QUDA v1.0.0
Version 1.0.0 - 10 January 2020
-
Add support for CUDA 10.2: QUDA 1.0.0 is supported on CUDA 7.5-10.2
using either GCC or clang compilers. CUDA 10.x and either GCC >=
6.x or clang >= 6.x are highly recommended. -
Significant improvements to the CMake build system and removal of the
legacy configure build. -
Added more targeted compilation options to constrain which
precisions and reconstruct types are compiled.

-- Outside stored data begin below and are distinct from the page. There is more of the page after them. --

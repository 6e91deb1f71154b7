use crate::error::BatchError;

/// Result of a single read attempt.
///
/// - `Ok(Some(item))` — an item was read
/// - `Ok(None)` — the input is exhausted
/// - `Err(error)` — the item could not be read
pub type ItemReaderResult<T> = Result<Option<T>, BatchError>;

/// Result of processing a single item.
pub type ItemProcessorResult<T> = Result<T, BatchError>;

/// Result of writing a chunk of items.
pub type ItemWriterResult = Result<(), BatchError>;

/// Retrieval of input for a step, one item at a time.
///
/// Implementations are forward-only: once `read` returns `Ok(None)` the
/// source is exhausted and subsequent calls keep returning `Ok(None)`.
pub trait ItemReader<I> {
    fn read(&self) -> ItemReaderResult<I>;
}

/// Business logic applied to each item between reading and writing.
pub trait ItemProcessor<I, O> {
    fn process(&self, item: &I) -> ItemProcessorResult<O>;
}

/// Output of a step, one chunk of items at a time.
///
/// `open`, `flush` and `close` have no-op defaults; writers backed by
/// buffered resources override them.
pub trait ItemWriter<O> {
    fn write(&self, items: &[O]) -> ItemWriterResult;

    fn flush(&self) -> ItemWriterResult {
        Ok(())
    }

    fn open(&self) -> ItemWriterResult {
        Ok(())
    }

    fn close(&self) -> ItemWriterResult {
        Ok(())
    }
}

/// Identity processor used when a step is built without an explicit one.
#[derive(Default)]
pub struct PassThroughProcessor;

impl<I: Clone> ItemProcessor<I, I> for PassThroughProcessor {
    fn process(&self, item: &I) -> ItemProcessorResult<I> {
        Ok(item.clone())
    }
}

#[cfg(test)]
mod tests {
    use super::*;

    #[test]
    fn pass_through_processor_returns_item_unchanged() {
        let processor = PassThroughProcessor;
        let item = "foo".to_string();
        assert_eq!(processor.process(&item).unwrap(), "foo");
    }
}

QUDA_PRECISION is a
cmake parameter that is a 4-bit number corresponding to which
precisions are enabled, with 1 = quarter, 2 = half, 4 = single and 8
= double, the default is 14 which enables double, single and half
precision. QUDA_RECONSTRUCT is a 3-bit number corresponding to
which reconstruct types are enabled, with 1 = reconstruct-8/9, 2 =
reconstruct-12/13 and 4 = reconstruct-18, the default is 7 which
enables all reconstruct types. -
Completely rewritten all dslash kernels using the accessor
framework. This dramatically reduces code complexity and improve
performance. -
New physics functionality added: gauge Laplace kernel, Gaussian
quark smearing, topological charge density. -
QUDA can now be built to either utilize texture-memory reads or to
use direct memory accessing (cmake option QUDA_TEX). The default
has textures on, though we note that since Pascal it can be
advantageous to disable textures and utilize direct reads. -
QUDA is no longer supported on the Fermi generation of GPUs (sm_20
and sm_21). Compilation and running should still be possible but
will require compilation with texture objects disabled. -
Added supported for quarter precision (QUDA_QUARTER_PRECISION) for
the linear operator and associated solvers. -
Implemented both CA-CG and CA-GCR communication avoid solvers, for
use either as stand-alone solvers or as a means to accelerate
multigrid. -
Continued evolution and optimization of the multigrid framework.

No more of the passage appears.